When she first went in to the CH in Feb 2005, I'd say she was at late 4/early 5. She was horribly aggressive and paced the corridors in her hat and coat. Now she's one of the old dears slumped in the chair.

But as you see that's to be expected in stage 7d.

I now know the next thing in her decline is that she will lose her ability to smile, so I admit I do cherish those I still get

Thanks very much for the link Chemmy. I have printed it off to study and sent it to my brothers.

Angel

[Witzend]

My mother sleeps a lot now, though I'm sure part of it's down to age, not just AD - she's nearly 94. Until a year or so ago she would be wandering around a lot, day and night.

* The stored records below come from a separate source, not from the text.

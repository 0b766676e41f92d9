#![cfg(feature = "inmem-store")]

use zine::{
    models::{NewComment, NewGroup, NewPost, NewUser, UpdatePost},
    repo::{inmem::InMemRepo, PostFilter, RepoError},
};
// Bring trait method namespaces into scope so calls on InMemRepo resolve.
use zine::repo::{CommentRepo, FollowRepo, GroupRepo, PostRepo, UserRepo};

/// Helper that returns a fresh, empty repository for every test run.
fn repo() -> InMemRepo {
    // isolate state: do **not** persist to the default file path
    std::env::set_var("ZINE_DATA_DIR", tempfile::tempdir().unwrap().path());
    InMemRepo::new()
}

fn new_user(username: &str) -> NewUser {
    NewUser { username: username.into(), display_name: username.to_uppercase() }
}

fn new_post(text: &str, group: Option<&str>) -> NewPost {
    NewPost { text: text.into(), group: group.map(Into::into), image_hash: None, mime: None }
}

#[tokio::test]
async fn user_create_and_username_conflict() {
    let r = repo();

    let u = r.create_user(new_user("leo")).await.unwrap();
    assert_eq!(u.username, "leo");
    assert_eq!(r.get_user(u.id).await.unwrap().id, u.id);
    assert_eq!(r.get_user_by_username("leo").await.unwrap().id, u.id);

    let err = r.create_user(new_user("leo")).await.unwrap_err();
    assert!(matches!(err, RepoError::Conflict));

    assert!(matches!(
        r.get_user_by_username("nobody").await.unwrap_err(),
        RepoError::NotFound
    ));
}

#[tokio::test]
async fn group_crud_and_slug_conflict() {
    let r = repo();

    assert!(r.list_groups().await.unwrap().is_empty());

    let g = r
        .create_group(NewGroup {
            slug: "nature".into(),
            title: "Nature".into(),
            description: "Outdoors".into(),
        })
        .await
        .unwrap();
    assert_eq!(g.slug, "nature");
    assert_eq!(r.get_group_by_slug("nature").await.unwrap().id, g.id);

    let err = r
        .create_group(NewGroup {
            slug: "nature".into(),
            title: "Dup".into(),
            description: String::new(),
        })
        .await
        .unwrap_err();
    assert!(matches!(err, RepoError::Conflict));
}

#[tokio::test]
async fn post_lifecycle() {
    let r = repo();
    let author = r.create_user(new_user("ann")).await.unwrap();
    r.create_group(NewGroup {
        slug: "g1".into(),
        title: "G1".into(),
        description: String::new(),
    })
    .await
    .unwrap();

    // empty text rejected
    assert!(matches!(
        r.create_post(author.id, new_post("   ", None)).await.unwrap_err(),
        RepoError::Validation(_)
    ));

    // unknown group rejected
    assert!(matches!(
        r.create_post(author.id, new_post("hi", Some("missing"))).await.unwrap_err(),
        RepoError::NotFound
    ));

    let post = r.create_post(author.id, new_post("hello", Some("g1"))).await.unwrap();
    assert_eq!(post.author_id, author.id);
    assert!(post.group_id.is_some());

    // update text, detach from group
    let updated = r
        .update_post(
            post.id,
            UpdatePost { text: Some("edited".into()), group: Some(None), ..Default::default() },
        )
        .await
        .unwrap();
    assert_eq!(updated.text, "edited");
    assert_eq!(updated.group_id, None);
    // author never changes
    assert_eq!(updated.author_id, author.id);

    assert_eq!(r.count_posts_by_author(author.id).await.unwrap(), 1);

    r.delete_post(post.id).await.unwrap();
    assert!(matches!(r.get_post(post.id).await.unwrap_err(), RepoError::NotFound));
    assert!(matches!(r.delete_post(post.id).await.unwrap_err(), RepoError::NotFound));
}

#[tokio::test]
async fn update_clears_image_attachment() {
    let r = repo();
    let author = r.create_user(new_user("ann")).await.unwrap();
    let post = r
        .create_post(
            author.id,
            NewPost {
                text: "with picture".into(),
                group: None,
                image_hash: Some("abc123".into()),
                mime: Some("image/png".into()),
            },
        )
        .await
        .unwrap();
    assert_eq!(post.image_hash.as_deref(), Some("abc123"));

    // an update that omits the image fields leaves the attachment alone
    let updated = r
        .update_post(post.id, UpdatePost { text: Some("edited".into()), ..Default::default() })
        .await
        .unwrap();
    assert_eq!(updated.image_hash.as_deref(), Some("abc123"));
    assert_eq!(updated.mime.as_deref(), Some("image/png"));

    // explicit null removes it, same as detaching a group
    let cleared = r
        .update_post(
            post.id,
            UpdatePost { image_hash: Some(None), mime: Some(None), ..Default::default() },
        )
        .await
        .unwrap();
    assert_eq!(cleared.image_hash, None);
    assert_eq!(cleared.mime, None);
    assert_eq!(cleared.text, "edited");
}

#[tokio::test]
async fn comment_flow() {
    let r = repo();
    let author = r.create_user(new_user("ann")).await.unwrap();
    let reader = r.create_user(new_user("bob")).await.unwrap();
    let post = r.create_post(author.id, new_post("hello", None)).await.unwrap();

    // missing post
    assert!(matches!(
        r.create_comment(9999, reader.id, NewComment { text: "hi".into() })
            .await
            .unwrap_err(),
        RepoError::NotFound
    ));
    // empty text
    assert!(matches!(
        r.create_comment(post.id, reader.id, NewComment { text: "".into() })
            .await
            .unwrap_err(),
        RepoError::Validation(_)
    ));

    let c1 = r
        .create_comment(post.id, reader.id, NewComment { text: "first".into() })
        .await
        .unwrap();
    let c2 = r
        .create_comment(post.id, author.id, NewComment { text: "second".into() })
        .await
        .unwrap();

    // oldest first
    let comments = r.list_comments(post.id).await.unwrap();
    assert_eq!(comments.iter().map(|c| c.id).collect::<Vec<_>>(), vec![c1.id, c2.id]);

    // deleting the post drops its comments
    r.delete_post(post.id).await.unwrap();
    assert!(r.list_comments(post.id).await.unwrap().is_empty());
}

#[tokio::test]
async fn follow_is_idempotent_and_rejects_self() {
    let r = repo();
    let a = r.create_user(new_user("a")).await.unwrap();
    let b = r.create_user(new_user("b")).await.unwrap();

    // self-follow never persists a row
    assert!(matches!(
        r.follow(a.id, a.id).await.unwrap_err(),
        RepoError::Validation(_)
    ));
    assert!(r.following_ids(a.id).await.unwrap().is_empty());

    // following twice leaves exactly one row
    r.follow(a.id, b.id).await.unwrap();
    r.follow(a.id, b.id).await.unwrap();
    assert_eq!(r.following_ids(a.id).await.unwrap(), vec![b.id]);
    assert!(r.is_following(a.id, b.id).await.unwrap());
    // asymmetric
    assert!(!r.is_following(b.id, a.id).await.unwrap());

    // unfollow is idempotent: absence is not an error
    r.unfollow(a.id, b.id).await.unwrap();
    r.unfollow(a.id, b.id).await.unwrap();
    assert!(!r.is_following(a.id, b.id).await.unwrap());
}

#[tokio::test]
async fn follow_requires_existing_target() {
    let r = repo();
    let a = r.create_user(new_user("a")).await.unwrap();
    assert!(matches!(r.follow(a.id, 424242).await.unwrap_err(), RepoError::NotFound));
}

#[tokio::test]
async fn list_posts_filters() {
    let r = repo();
    let a = r.create_user(new_user("a")).await.unwrap();
    let b = r.create_user(new_user("b")).await.unwrap();
    let g = r
        .create_group(NewGroup { slug: "g".into(), title: "G".into(), description: String::new() })
        .await
        .unwrap();

    let p1 = r.create_post(a.id, new_post("one", Some("g"))).await.unwrap();
    let p2 = r.create_post(b.id, new_post("two", None)).await.unwrap();
    let p3 = r.create_post(a.id, new_post("three", None)).await.unwrap();

    let all = r.list_posts(PostFilter::All).await.unwrap();
    assert_eq!(all.len(), 3);

    let by_group = r.list_posts(PostFilter::Group(g.id)).await.unwrap();
    assert_eq!(by_group.iter().map(|p| p.id).collect::<Vec<_>>(), vec![p1.id]);

    let by_author = r.list_posts(PostFilter::Author(a.id)).await.unwrap();
    assert_eq!(by_author.len(), 2);

    let by_set = r.list_posts(PostFilter::Authors(vec![b.id])).await.unwrap();
    assert_eq!(by_set.iter().map(|p| p.id).collect::<Vec<_>>(), vec![p2.id]);

    // empty author set matches nothing
    assert!(r.list_posts(PostFilter::Authors(vec![])).await.unwrap().is_empty());

    // newest first with id as the tie-break
    let ids: Vec<_> = all.iter().map(|p| p.id).collect();
    assert_eq!(ids, vec![p3.id, p2.id, p1.id]);
}
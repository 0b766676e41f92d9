use serde::{Deserialize, Serialize};
use utoipa::ToSchema;

use crate::models::{Id, Post};
use crate::repo::{PostFilter, Repo, RepoResult};

/// Posts per feed page. Matches the product's fixed listing limit.
pub const PAGE_SIZE: usize = 10;

/// The four feed views. Slugs/usernames are resolved during composition
/// and yield NotFound when they do not name an existing entity.
#[derive(Debug, Clone)]
pub enum FeedKind {
    All,
    Group(String),
    Author(String),
    Following(Id),
}

#[derive(Debug, Clone, Serialize, Deserialize, ToSchema)]
pub struct FeedPage {
    pub posts: Vec<Post>,
    pub total: usize,
    pub page: usize,
    pub num_pages: usize,
    pub has_next: bool,
    pub has_previous: bool,
}

/// Clamp a requested page to the valid range. Zero/negative requests map
/// to the first page, overshoot maps to the last page.
fn clamp_page(requested: i64, num_pages: usize) -> usize {
    if requested < 1 {
        1
    } else {
        (requested as usize).min(num_pages)
    }
}

/// Build one page of the requested feed: resolve the filter, order posts
/// newest first (id as the tie-break, so pages stay stable when several
/// posts share a timestamp), and slice out the clamped page.
pub async fn compose(repo: &dyn Repo, kind: FeedKind, page: i64) -> RepoResult<FeedPage> {
    let filter = match kind {
        FeedKind::All => PostFilter::All,
        FeedKind::Group(slug) => PostFilter::Group(repo.get_group_by_slug(&slug).await?.id),
        FeedKind::Author(username) => {
            PostFilter::Author(repo.get_user_by_username(&username).await?.id)
        }
        // following nobody is an empty feed, not an error
        FeedKind::Following(user_id) => PostFilter::Authors(repo.following_ids(user_id).await?),
    };
    let posts = repo.list_posts(filter).await?;

    let total = posts.len();
    let num_pages = total.div_ceil(PAGE_SIZE).max(1);
    let page = clamp_page(page, num_pages);
    let start = (page - 1) * PAGE_SIZE;
    let posts: Vec<Post> = posts.into_iter().skip(start).take(PAGE_SIZE).collect();

    Ok(FeedPage {
        posts,
        total,
        page,
        num_pages,
        has_next: page < num_pages,
        has_previous: page > 1,
    })
}

#[cfg(test)]
mod tests {
    use super::*;

    #[test]
    fn page_clamps_to_valid_range() {
        assert_eq!(clamp_page(1, 3), 1);
        assert_eq!(clamp_page(3, 3), 3);
        assert_eq!(clamp_page(99, 3), 3);
        assert_eq!(clamp_page(0, 3), 1);
        assert_eq!(clamp_page(-4, 3), 1);
        // an empty feed still has one (empty) page
        assert_eq!(clamp_page(5, 1), 1);
    }
}
use std::sync::Arc;
use std::time::{Duration, Instant};

use dashmap::DashMap;

use crate::feed::FeedPage;

/// TTL cache for the global feed, keyed by page number (pod local).
/// Entries expire lazily on the next access after the TTL; writes do not
/// invalidate, so reads can be stale for up to one TTL.
#[derive(Clone)]
pub struct FeedCache {
    store: Arc<DashMap<usize, (Instant, FeedPage)>>,
    ttl: Duration,
    pub enabled: bool,
}

impl FeedCache {
    pub fn new(ttl: Duration, enabled: bool) -> Self {
        Self { store: Arc::new(DashMap::new()), ttl, enabled }
    }

    pub fn from_env() -> Self {
        let secs = std::env::var("FEED_CACHE_TTL_SECS")
            .ok()
            .and_then(|v| v.parse().ok())
            .unwrap_or(20);
        let enabled = std::env::var("FEED_CACHE_DISABLED")
            .map(|v| !(v == "1" || v.eq_ignore_ascii_case("true")))
            .unwrap_or(true);
        Self::new(Duration::from_secs(secs), enabled)
    }

    pub fn get(&self, page: usize) -> Option<FeedPage> {
        if !self.enabled {
            return None;
        }
        let entry = self.store.get(&page)?;
        let (stored_at, cached) = entry.value();
        if stored_at.elapsed() >= self.ttl {
            drop(entry);
            self.store.remove(&page);
            return None;
        }
        Some(cached.clone())
    }

    pub fn put(&self, page: usize, value: FeedPage) {
        if self.enabled {
            self.store.insert(page, (Instant::now(), value));
        }
    }

    /// Number of live entries. Bounded by the number of real feed pages,
    /// since callers key writes by the clamped page number.
    pub fn len(&self) -> usize {
        self.store.len()
    }

    pub fn is_empty(&self) -> bool {
        self.store.is_empty()
    }
}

It's not down to lack of stimulation from the CH. She was never a 'group' person and was never really interested in any of the jolly activities. It's no longer really possible to have any sort of conversation with her and she no longer reads or is interested in the television. If I take her out now (she used to enjoy it) she just frets that she ought to 'get back'.
TBH I'm not surprised she sleeps a lot - what else is she going to do? I'd rather she was sleeping than fretting or constantly wanting to go home, as was so often the case before.
Whenever I go to see her now I take a book to read, since quite often she'll only rouse enough to say hello, or maybe just long enough to drink one cup of tea, and I don't like to chivvy her into waking up properly if she doesn't want to.

[frazzled1]

Thank you for the link to explain the stages of AD.....not sure we could get to stage 7 before our hearts would break.

G was never one for the "jolly activities" but surprisingly he doesnt sleep more than one hour a day. Until the other day we would do a lot of outings in the wheelchair and really enjoy everything. Now he is becoming paralysed, dont know why, it just suddenly happened that he woke one morning and some of his limbs stopped working. thats so cruel.....when you WANT to do physical activities and your body wont let you.

He is so confused he cannot figure out how to turn right to walk to the right ; or left, to walk to the left, but he always remembers to point to the sky, and say it is time he joined his wife in Heaven.

[turbo]

My mum has sleepy periods in her care home but she also has times when she can be awake for a couple of days without sleeping. I read somewhere that for people with dementia, tryng to make sense of the world is like sitting a major exam every day. Care homes are usually so warm and I think that can make residents sleepy aswell.


turbo

[Chemmy]

Thank you for the link to explain the stages of AD.....not sure we could get to stage 7 before our hearts would break.

It's hard to explain - and may be hard to believe - but I've found it all easier to accept the further down the road we are. You get to a stage where you appreciate the good moments (like a fleeting smile) and you don't dwell on the bad ones (when the lights seem to have gone out behind her eyes).

I can remember reading about the seven stages back in 2004 and being horrified at what was to come; but now I appreciate knowing about them because it gives me insight into what is happening to Mum, and what to expect next.

[Pheath]

Hi Angel
I visited a lot of care homes prior to moving dad and the alertness of residents varied a lot. In the homes with more going on – music, activities etc. people certainly seemed more engaged in their surroundings although there were always some more advanced in their condition who were slumped over and sleeping regardless of what was going on around them. However other homes where there was very little going on, even the ones who might otherwise be awake were sleeping too, perhaps through boredom and lack of stimulation. Out of interest what medication is you mum on? Dad has also had an incident of physical aggression in his new care home against a female resident and I know the psychiatrist is coming to review him in the next few weeks. I’d be worried in case they put him on anti-psychotics as I’ve heard the chances of falling are greater and also read they could be dangerous for people with Lewys Bodies Dementia which is what the home feel he has. I’m glad your mum has been able to keep her dog with her, I’ve heard animals are very therapeutic for people with dementia so it’s probably cheering up other residents too and could help in keeping them awake!